Wednesday, August 22, 2012

Initial WIP on Terrain, Part 2

Yesterday I posted up a discussion on some of the materials I'm using in terrain building for my current project(s). Today I'll begin discussing various topics about buildings for wargaming. My current project I'm calling 'Sinner's Respite' a mildly Japanese influenced 'gentlemans club' building for use in my local Infinity league.

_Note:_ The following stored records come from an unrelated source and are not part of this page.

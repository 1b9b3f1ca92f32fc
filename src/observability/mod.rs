//! Observability subsystem.
//!
//! # Data Flow
//! ```text
//! All subsystems produce:
//!     → logging.rs (structured log events via tracing)
//!     → metrics.rs (counters, histograms)
//!
//! Consumers:
//!     → stdout
//!     → Metrics endpoint (Prometheus scrape), when enabled
//! ```
//!
//! # Design Decisions
//! - Request ID flows through spans and log fields
//! - Metrics are cheap (atomic increments) and disabled by default

pub mod logging;
pub mod metrics;
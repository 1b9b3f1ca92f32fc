//! Shutdown coordination for the proxy.

use tokio::sync::broadcast;

/// Coordinator for graceful shutdown.
///
/// The server and any background task subscribe; a single `trigger` tells
/// all of them to stop accepting work and drain.
#[derive(Debug, Clone)]
pub struct Shutdown {
    tx: broadcast::Sender<()>,
}

impl Shutdown {
    pub fn new() -> Self {
        let (tx, _) = broadcast::channel(1);
        Self { tx }
    }

    pub fn subscribe(&self) -> broadcast::Receiver<()> {
        self.tx.subscribe()
    }

    /// Notify every subscriber. Safe to call when nobody is listening.
    pub fn trigger(&self) {
        let _ = self.tx.send(());
    }

    /// Number of subscribers that have not been dropped yet.
    pub fn receiver_count(&self) -> usize {
        self.tx.receiver_count()
    }
}

impl Default for Shutdown {
    fn default() -> Self {
        Self::new()
    }
}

This project isn't limited to the one building, as I will also be working on at least 2 small shop/homes (store on bottom, apartment/home above), a relatively large warehouse (12-18" by 18-24" still deciding), and possibly a Japanese influenced Inn.

I will be interspersing images from my second day of 'work' and first actual day of assembly/design.

I've decided to use hardboard as the primary material for this project, though what I will discuss can be adapted for foamboard, foamed pvc sheeting, plasticard and other materials with a little thought.

The first thing to consider when building buildings for use with miniature gaming is that each miniature is on a base. These bases range in size, but a fairly typical 'infantry' base is 25-30mm. So keeping that in mind, any doorway for use by infantry needs to be able to accept the a miniature standing in it. I decided that it was a good idea to go roughly 31mm (1 1/2") for 'typical' doorways, and 50mm (2") for double doors or larger access ways.

This image shows the main entrance to the club, it is 50mm (2") wide. It also has 2 1"x1" windows, which I'm still deciding if they will be windows or marquee display boxes. This brings up another issue with buildings for wargaming, windows. If you build windows to scale, they can tend to be far to large, giving massive firing access into a building; while also severely reducing cover for models inside of the building. This being the case I've settled on 1" widths and 3/4" height on 'typical' windows. Larger windows I will use for storefronts and such where I plan to build interior LoF blocking terrain (shelves, cabinets, etc.).

Another major issue when working on the design of any building for wargaming is hallways, rooms, and accessibility. One key thing that comes into this is wall height. I use 2 1/2" as a standard for wall height for each level of a building. This allows me to cut a large number of walls with a table saw to the same height, which reduced the amount of work in the long run. 2 1/2" allows larger miniatures to be used in the building without many problems (Many of the Infinity TAGs are less than 2 1/2" tall).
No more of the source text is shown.